Friday, March 7, 2014

IEC 61850 at the Hannover Messe 2014

The Hannover Messe will be open from 7-11 April 2014. You are invited to visit the Beck IPC Booth in Hall 13 Stand C35/7. One crucial display will be the wide range of small and efficient multi purpose devices (com.tom) with embedded controllers.

You will see IEC 60870-5-104, IEC 61860, Modbus, … with integrated security (openVPN, …) in action. The com.tom with a WEB-PLC will be presented by NettedAutomation to show the beautiful integration of standards-based automation and monitoring devices as well as gateways.

A comprehensive video clip with an Introduction to IEC 61850, Models, Configuration, Application of a real power quality monitoring with a Janitza PQ Monitor connected with Modbus, WEB-PLC, and Remote access to a com.tom has been posted yesterday. This video helps to get a clue what the standard is all about and how easy it is to get a “non-IEC 61850 device “wrapped” in a nice sugary coating of IEC 61850”.

You will see this and many other applications in action at the Hannover Fair.

Format: mp4 with a resolution of 1180 x 884

- Complete Video (110 MB and 37 Minutes)

I have split this long video into three parts with the same content:

- Part 1 (of 3) Start, IEC 61850 Information Models, and Demo setup (40 MB and 10 Minutes)

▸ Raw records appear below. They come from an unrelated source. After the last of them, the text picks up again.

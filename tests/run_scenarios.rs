//! End-to-end run scenarios and generator invariants.

use glam::Vec3;
use proptest::prelude::*;

use jumping_jack::core::math::rotate_heading;
use jumping_jack::game::{
    config::TrackConfig,
    events::{RunEvent, RunEventData},
    track::TrackGenerator,
};
use jumping_jack::{InputFrame, PlayerInputBuffer, Run, RunConfig, TileCatalog, TileKind, TICK_DT};

fn commit_next(track: &mut TrackGenerator, direction: Vec3) -> Vec3 {
    let pending = track.pending_turn().expect("turn tile after every run").kind;
    let sign = if pending == TileKind::TurnLeft { -1.0 } else { 1.0 };
    let next = rotate_heading(direction, sign);
    track.commit_turn(next).expect("commit");
    next
}

proptest! {
    #[test]
    fn prop_live_tiles_bounded(seed in any::<u64>(), commits in 0usize..40) {
        let mut track = TrackGenerator::new(TileCatalog::default(), TrackConfig::default(), seed);
        track.initialize(TileKind::Straight, 10);

        let mut direction = Vec3::Z;
        for _ in 0..commits {
            direction = commit_next(&mut track, direction);
            prop_assert!(track.live_tile_count() as u32 <= track.current_run_length() + 1);
        }
    }

    #[test]
    fn prop_run_length_in_range(seed in any::<u64>(), min in 1u32..8, extra in 0u32..8) {
        let config = TrackConfig {
            min_straight: min,
            max_straight: min + extra,
            ..TrackConfig::default()
        };
        let mut track = TrackGenerator::new(TileCatalog::default(), config, seed);
        track.initialize(TileKind::Straight, 10);

        let mut direction = Vec3::Z;
        for _ in 0..10 {
            direction = commit_next(&mut track, direction);
            let straights = track.straight_run_length();
            prop_assert!(straights >= min && straights <= min + extra);

            let kinds: Vec<_> = track.tiles().map(|t| t.kind).collect();
            prop_assert_eq!(kinds.iter().filter(|k| k.is_turn()).count(), 2);
            prop_assert!(kinds.last().is_some_and(|k| k.is_turn()));
        }
    }

    #[test]
    fn prop_speed_never_drops(seed in any::<u64>(), presses in prop::collection::vec(0u8..4, 1..240)) {
        let mut run = Run::new(RunConfig::default(), TileCatalog::default(), seed).unwrap();
        let max = run.config().movement.max_speed;
        let mut last = run.player().forward_speed;

        for press in presses {
            let frame = match press {
                1 => InputFrame::jump(),
                2 => InputFrame::slide(),
                3 => InputFrame::turn_right(),
                _ => InputFrame::idle(),
            };
            run.tick(TICK_DT, frame).unwrap();

            let speed = run.player().forward_speed;
            prop_assert!(speed >= last && speed <= max);
            last = speed;
        }
    }
}

#[test]
fn test_initialize_twice_is_identical() {
    let mut track = TrackGenerator::new(TileCatalog::default(), TrackConfig::default(), 31337);

    track.initialize(TileKind::Straight, 10);
    let first = (track.fingerprint(), track.cursor(), track.live_tile_count());

    track.initialize(TileKind::Straight, 10);
    assert_eq!((track.fingerprint(), track.cursor(), track.live_tile_count()), first);
}

#[test]
fn test_listener_sees_one_game_over() {
    use std::cell::RefCell;
    use std::rc::Rc;

    let mut config = RunConfig::default();
    config.track.obstacle_chance = 0.0;
    let mut run = Run::new(config, TileCatalog::default(), 8).unwrap();

    let seen: Rc<RefCell<Vec<RunEvent>>> = Rc::default();
    let sink = Rc::clone(&seen);
    run.attach(Box::new(move |e: &RunEvent| sink.borrow_mut().push(e.clone())));

    // Never turning runs the runner off the end of the first run
    for _ in 0..60 * 60 {
        run.tick(TICK_DT, InputFrame::idle()).unwrap();
    }

    let events = seen.borrow();
    let game_overs: Vec<_> = events.iter().filter(|e| e.is_game_over()).collect();
    assert_eq!(game_overs.len(), 1);
    assert!(run.player().position.z > 100.0);

    // Score stops with the run
    let final_score = match game_overs[0].data {
        RunEventData::GameOver { final_score } => final_score,
        _ => unreachable!(),
    };
    assert_eq!(run.player().score_value(), final_score);
    assert!(events.iter().skip_while(|e| !e.is_game_over()).count() == 1);
}

#[test]
fn test_detached_listener_is_silent() {
    let mut run = Run::new(RunConfig::default(), TileCatalog::default(), 8).unwrap();
    let id = run.attach(Box::new(|_: &RunEvent| panic!("detached listener called")));

    assert!(run.detach(id));
    run.tick(TICK_DT, InputFrame::idle()).unwrap();
}

#[test]
fn test_survives_turns_with_autoturn() {
    let mut config = RunConfig::default();
    config.track.obstacle_chance = 0.0;
    let mut catalog = TileCatalog::default();
    catalog.turn_tiles.retain(|t| t.kind == TileKind::SidewaysTurn);
    let mut run = Run::new(config, catalog, 99).unwrap();

    let mut turns = 0;
    for _ in 0..60 * 90 {
        let radius = run.config().movement.turn_snap_radius;
        let frame = if run.track().turn_tile_near(run.player().position, radius).is_some() {
            InputFrame::turn_left()
        } else {
            InputFrame::idle()
        };
        let result = run.tick(TICK_DT, frame).unwrap();
        assert!(!result.game_over, "fell at {:?}", run.player().position);
        if result.turned.is_some() {
            turns += 1;
        }
    }

    assert!(turns >= 3);
    assert!(run.track().live_tile_count() as u32 <= run.track().current_run_length() + 1);
}

#[test]
fn test_recording_survives_bytes() {
    let mut recording = PlayerInputBuffer::new([1u8; 16], 5);
    for t in 0..100u32 {
        let frame = if t % 25 == 0 { InputFrame::jump() } else { InputFrame::idle() };
        recording.record(t, frame);
    }

    let (live, _) = jumping_jack::replay_run(RunConfig::default(), TileCatalog::default(), &recording, 100).unwrap();
    let restored = PlayerInputBuffer::from_bytes(&recording.to_bytes().unwrap()).unwrap();
    let (replayed, _) = jumping_jack::replay_run(RunConfig::default(), TileCatalog::default(), &restored, 100).unwrap();

    assert_eq!(live.compute_hash(), replayed.compute_hash());
}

- Part 2 (of 3) How to use the Configuration Language SCL (33 MB and 11 Minutes)

- Part 3 (of 3) Implementation with com.tom WEB-PLC (47 MB and 17 Minutes)

A video on building a gateway from IEC 61850 to IEC 60870-5-104 will be presented soon.

1 comment:

Karlheinz Schwarz said...

I received this comment by email:
"The only part that I don’t “get” is your description the private “Field” information in the SCL file – second video at 9:00 minutes. You show us the information then tell us not to worry about it (!)

At first I thought that this information would be interpreted by the PLC to automatically create bindings from the PLC data to the model; however you went on to explicitly create those bindings by graphically linking the PLC data to the model. I assume this must be done for each data attribute that is to be accessed via the model. And presumably the same in reverse for setpoints and controls.

So the point of describing this private information in the model is not clear to me."

Here is some explanation:

The five Fields are required by the SystemCorp Stack/API (used in the com.tom) to bind models to real “memory locations” … they are a pointer … In C/C++ programming the programmer has to fill out these fields … to “link” the model with the program internals.

In the case of the WEB-PLC we have an XML parser that parses the ICD file that is already on the chip (without the fields filled out!). The file may also just be on your computer … The software “decorates” the models with the fields automatically. You do not need to care about the fields. You cannot modify them. They are exposed at the browser to be used, e.g., for diagnosis. We can show the API “traffic” in the Event Log. In the Event Log the calls and call backs are exposed with the call parameters (= field values, …).

We have already decided, that these fields should be visible in expert mode only.